Following the initial push on Snapchat and Instagram with the Sun, which began late last week, the campaign now aims to get young people noticing ‘Run, Hide, Tell’ messaging during October.
A short film (below) featuring all the celebrities involved in the campaign has been put together, which is on YouTube and can be shared across social channels. The film has already reached more than two million people via counter terorism police channels alone, including Twitter, Facebook and YouTube.
Police are also currently working on producing an animated film, to be released around the end of the month, which will expand on the core messaging and tell children how to spot suspicious behaviour and who to report it to.
Phase two: Youth organisations
After the animation is released, the campaign will move into a new phase by rolling it out to youth organisations including the Scouts.
Taylor said: "Bear Grylls is a really key influencer for us. It’s fantastic to get him on board because he is Chief Scout. He’s given some fantastic support to this and we’re really grateful to have him on board.
Phase three: Putting the campaign on the national curriculum
Counter terrorism police have been in talks with officials at the Department for Education to put the animated film and an accompanying lesson plan delivered by trained teachers on the secondary schools curriculum for 11-16-year-olds by next year.

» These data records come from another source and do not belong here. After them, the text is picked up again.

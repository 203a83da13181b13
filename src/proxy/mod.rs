//! Inspecting proxy implementation
//!
//! This module provides the proxy functionality including:
//! - Sequential accept loop with per-connection inspection
//! - Sliding-window rate limiting
//! - SQL-keyword content inspection
//! - Verbatim upstream relay with streamed responses
//! - Multipart upload re-encoding

pub mod inspector;
pub mod middleware;
pub mod multipart;
pub mod relay;
pub mod reporter;
pub mod server;
pub mod transport;

pub use inspector::{ContentInspector, RequestClass};
pub use middleware::RateLimiter;
pub use multipart::{MultipartBoundary, MultipartForwarder};
pub use relay::UpstreamRelay;
pub use reporter::{BroadcastReporter, ConsoleReporter, Reporter};
pub use server::{ConnectionOutcome, InspectingProxy};
pub use transport::{TcpConnector, UpstreamConnector};
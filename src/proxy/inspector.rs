//! Content inspection heuristics
//!
//! Keyword matching is ASCII case-insensitive and substring based, so a
//! keyword embedded in a larger word ("selection") still trips it.

use memchr::memmem;

/// Keywords that mark a request as SQL-injection-like
pub const SQL_KEYWORDS: &[&str] = &[
    "select", "insert", "update", "delete", "drop", "alter", "truncate", "union", "join", "exec",
    "declare", "xp_",
];

const POST_TOKEN: &[u8] = b"POST";
const MULTIPART_TOKEN: &[u8] = b"multipart/form-data";

/// How a request is routed after inspection
#[derive(Debug, Clone, Copy, PartialEq, Eq)]
pub enum RequestClass {
    /// Multipart file upload, re-encoded and forwarded part by part
    Upload,
    /// Anything else, scanned for keywords and relayed verbatim
    Plain,
}

/// Classifies raw request bytes
pub struct ContentInspector;

impl ContentInspector {
    /// Check if the request contains any SQL keyword
    pub fn is_suspicious(request: &[u8]) -> bool {
        Self::matched_keyword(request).is_some()
    }

    /// First SQL keyword found in the request, in keyword-list order
    pub fn matched_keyword(request: &[u8]) -> Option<&'static str> {
        let lowered = request.to_ascii_lowercase();

        SQL_KEYWORDS
            .iter()
            .copied()
            .find(|keyword| contains(&lowered, keyword.as_bytes()))
    }

    /// Check if the request is a multipart file upload
    ///
    /// Both tokens may appear anywhere in the buffer; the header section is
    /// not parsed.
    pub fn is_upload(request: &[u8]) -> bool {
        contains(request, POST_TOKEN) && contains(request, MULTIPART_TOKEN)
    }

    pub fn classify(request: &[u8]) -> RequestClass {
        if Self::is_upload(request) {
            RequestClass::Upload
        } else {
            RequestClass::Plain
        }
    }
}

/// Byte offset of the first occurrence of `needle` in `haystack`
pub(crate) fn find(haystack: &[u8], needle: &[u8]) -> Option<usize> {
    memmem::find(haystack, needle)
}

fn contains(haystack: &[u8], needle: &[u8]) -> bool {
    find(haystack, needle).is_some()
}
pub mod event;
pub mod request;

pub use event::*;
pub use request::*;
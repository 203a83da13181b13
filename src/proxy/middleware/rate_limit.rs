//! Sliding-window rate limiting for the inspecting proxy
//!
//! Every accepted connection attempt is recorded. Once more than
//! `max_requests` arrivals fall inside the trailing window, connections are
//! treated as a likely denial-of-service source and rejected. Rejected
//! arrivals stay recorded, so a client that keeps hammering keeps tripping
//! the limiter.
//!
//! This is a fixed sliding-window counter, not a token bucket: a burst that
//! straddles the window boundary can admit up to twice `max_requests` within
//! just under two windows.

use std::collections::VecDeque;
use std::sync::Arc;
use std::time::{Duration, Instant};

use parking_lot::Mutex;
use tracing::debug;

use crate::config::InspectionConfig;
use crate::error::{Result, TollgateError};

/// Rate limiter for inbound connections
pub struct RateLimiter {
    /// Arrival times, oldest first
    arrivals: Arc<Mutex<VecDeque<Instant>>>,
    /// Trailing span arrivals are counted over
    window: Duration,
    /// Arrivals tolerated inside the window
    max_requests: usize,
}

impl RateLimiter {
    /// Create a new rate limiter
    pub fn new(window: Duration, max_requests: usize) -> Self {
        Self {
            arrivals: Arc::new(Mutex::new(VecDeque::with_capacity(max_requests + 1))),
            window,
            max_requests,
        }
    }

    pub fn from_config(config: &InspectionConfig) -> Self {
        Self::new(config.detection_window, config.max_requests)
    }

    /// Record an arrival at `now` and decide whether it is admitted
    ///
    /// Inserts first, evicts arrivals older than the window, then compares
    /// the remaining count to the threshold. Nothing is rolled back on
    /// rejection.
    pub fn admit(&self, now: Instant) -> bool {
        let mut arrivals = self.arrivals.lock();
        arrivals.push_back(now);

        while let Some(&oldest) = arrivals.front() {
            if now.saturating_duration_since(oldest) > self.window {
                arrivals.pop_front();
            } else {
                break;
            }
        }

        arrivals.len() <= self.max_requests
    }

    /// Check an arrival from the given client
    ///
    /// Logs at debug only; callers report the rejection.
    pub fn check(&self, client: &str, now: Instant) -> Result<()> {
        if self.admit(now) {
            debug!("Rate limit check passed for {}", client);
            Ok(())
        } else {
            debug!("Rate limit exceeded for {}", client);
            Err(TollgateError::RateLimitExceeded {
                client: client.to_string(),
            })
        }
    }

    /// Number of arrivals currently recorded
    pub fn len(&self) -> usize {
        self.arrivals.lock().len()
    }

    pub fn is_empty(&self) -> bool {
        self.arrivals.lock().is_empty()
    }

    pub fn window(&self) -> Duration {
        self.window
    }

    pub fn max_requests(&self) -> usize {
        self.max_requests
    }
}

impl Default for RateLimiter {
    fn default() -> Self {
        Self::from_config(&InspectionConfig::default())
    }
}

impl Clone for RateLimiter {
    fn clone(&self) -> Self {
        Self {
            arrivals: Arc::clone(&self.arrivals),
            window: self.window,
            max_requests: self.max_requests,
        }
    }
}
use std::borrow::Cow;
use std::fmt;

use bytes::Bytes;

/// Raw bytes of one client request, captured by a single read
///
/// Never mutated after capture. Requests longer than the read buffer are
/// truncated at capture time.
#[derive(Debug, Clone, PartialEq, Eq)]
pub struct RawRequest {
    bytes: Bytes,
}

impl RawRequest {
    pub fn new(bytes: impl Into<Bytes>) -> Self {
        Self {
            bytes: bytes.into(),
        }
    }

    pub fn as_bytes(&self) -> &[u8] {
        &self.bytes
    }

    pub fn len(&self) -> usize {
        self.bytes.len()
    }

    pub fn is_empty(&self) -> bool {
        self.bytes.is_empty()
    }

    /// Lossy text rendering for the console
    pub fn text(&self) -> Cow<'_, str> {
        String::from_utf8_lossy(&self.bytes)
    }
}

impl AsRef<[u8]> for RawRequest {
    fn as_ref(&self) -> &[u8] {
        &self.bytes
    }
}

impl fmt::Display for RawRequest {
    fn fmt(&self, f: &mut fmt::Formatter<'_>) -> fmt::Result {
        f.write_str(&self.text())
    }
}
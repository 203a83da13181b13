//! Upstream relay
//!
//! Sends one payload to the upstream and streams the response back to the
//! client chunk by chunk as it arrives, without buffering the whole body.

use std::sync::Arc;

use tokio::io::{AsyncReadExt, AsyncWrite, AsyncWriteExt};
use tracing::{debug, instrument};

use crate::config::RESPONSE_CHUNK;
use crate::error::{Result, TollgateError};
use crate::models::{EventKind, RelayStage};
use crate::proxy::reporter::Reporter;
use crate::proxy::transport::UpstreamConnector;

/// Byte counts for one relayed exchange
#[derive(Debug, Clone, Copy, Default, PartialEq, Eq)]
pub struct RelayStats {
    pub bytes_sent: usize,
    pub bytes_received: usize,
    pub chunks: usize,
}

/// Forwards payloads to the upstream destination
pub struct UpstreamRelay {
    connector: Arc<dyn UpstreamConnector>,
    reporter: Arc<dyn Reporter>,
    chunk_size: usize,
}

impl UpstreamRelay {
    pub fn new(connector: Arc<dyn UpstreamConnector>, reporter: Arc<dyn Reporter>) -> Self {
        Self {
            connector,
            reporter,
            chunk_size: RESPONSE_CHUNK,
        }
    }

    pub fn with_chunk_size(mut self, chunk_size: usize) -> Self {
        self.chunk_size = chunk_size.max(1);
        self
    }

    /// Send `payload` upstream and stream the response to `client`
    ///
    /// `peer` is the client's `address:port`, used to tag failure reports.
    /// A new upstream connection is opened for every call. Any failure is
    /// reported and returned; chunks already forwarded stay with the client.
    #[instrument(skip_all, fields(peer = %peer, upstream = %self.connector.destination(), payload_len = payload.len()))]
    pub async fn relay<W>(&self, peer: &str, payload: &[u8], client: &mut W) -> Result<RelayStats>
    where
        W: AsyncWrite + Unpin + ?Sized,
    {
        let result = self.exchange(payload, client).await;

        if let Err((stage, e)) = &result {
            self.reporter.emit(EventKind::UpstreamFailure {
                client: peer.to_string(),
                stage: *stage,
                message: e.to_string(),
            });
        }

        result.map_err(|(_, e)| e)
    }

    async fn exchange<W>(
        &self,
        payload: &[u8],
        client: &mut W,
    ) -> std::result::Result<RelayStats, (RelayStage, TollgateError)>
    where
        W: AsyncWrite + Unpin + ?Sized,
    {
        let mut upstream = self
            .connector
            .connect()
            .await
            .map_err(|e| (RelayStage::Connect, e))?;

        upstream.write_all(payload).await.map_err(|e| {
            (
                RelayStage::Send,
                TollgateError::UpstreamSend(e.to_string()),
            )
        })?;
        upstream.flush().await.map_err(|e| {
            (
                RelayStage::Send,
                TollgateError::UpstreamSend(e.to_string()),
            )
        })?;

        let mut stats = RelayStats {
            bytes_sent: payload.len(),
            ..RelayStats::default()
        };
        let mut buf = vec![0u8; self.chunk_size];

        loop {
            let n = upstream.read(&mut buf).await.map_err(|e| {
                (
                    RelayStage::Receive,
                    TollgateError::UpstreamReceive(e.to_string()),
                )
            })?;

            if n == 0 {
                break;
            }

            let chunk = &buf[..n];
            self.reporter.emit(EventKind::ResponseChunk {
                text: String::from_utf8_lossy(chunk).into_owned(),
                bytes: n,
            });

            client.write_all(chunk).await.map_err(|e| {
                (
                    RelayStage::ForwardToClient,
                    TollgateError::ClientWrite(e.to_string()),
                )
            })?;

            stats.bytes_received += n;
            stats.chunks += 1;
        }

        client.flush().await.map_err(|e| {
            (
                RelayStage::ForwardToClient,
                TollgateError::ClientWrite(e.to_string()),
            )
        })?;

        debug!(
            bytes_sent = stats.bytes_sent,
            bytes_received = stats.bytes_received,
            chunks = stats.chunks,
            "Upstream exchange complete"
        );

        Ok(stats)
    }
}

The plan is to make the film and classroom discussion part of the citizenship curriculum’s Personal, Social, Health and Economic (PHSE) lessons.
Secondary schools will decide what age pupils should be before they are given the lesson.
Taylor said: "Children will hopefully already be familiar with the messaging. Teachers will have a conversation with kids as part of that lesson and talk about the threat: How people feel about the threat of terrorism, do they feel safe and do they know what they should do if they see a terrorist act take place? What’s your first instinct? If you can’t run, what do you do? When do you tell people that you’re safe?"
It’s like a bottom-to-top model in that we’re hoping kids will go back from these lessons and talk to their parents about it.Chris Taylor, counter terrorism media officer at the National Police Chiefs’ Council
Taylor said the curriculum plan also had the potential to further educate parents.
He added: "It’s like a bottom-to-top model in that we’re hoping kids will go back from these lessons and talk to their parents about it. This is something where they can pass learning back up to their parents, if they haven’t already talked about it from the top down. It’s about making sure that everybody has got the information and knows what to do in an emergency. There won’t be an end date to this campaign. This is something we want kids to engage with going forward."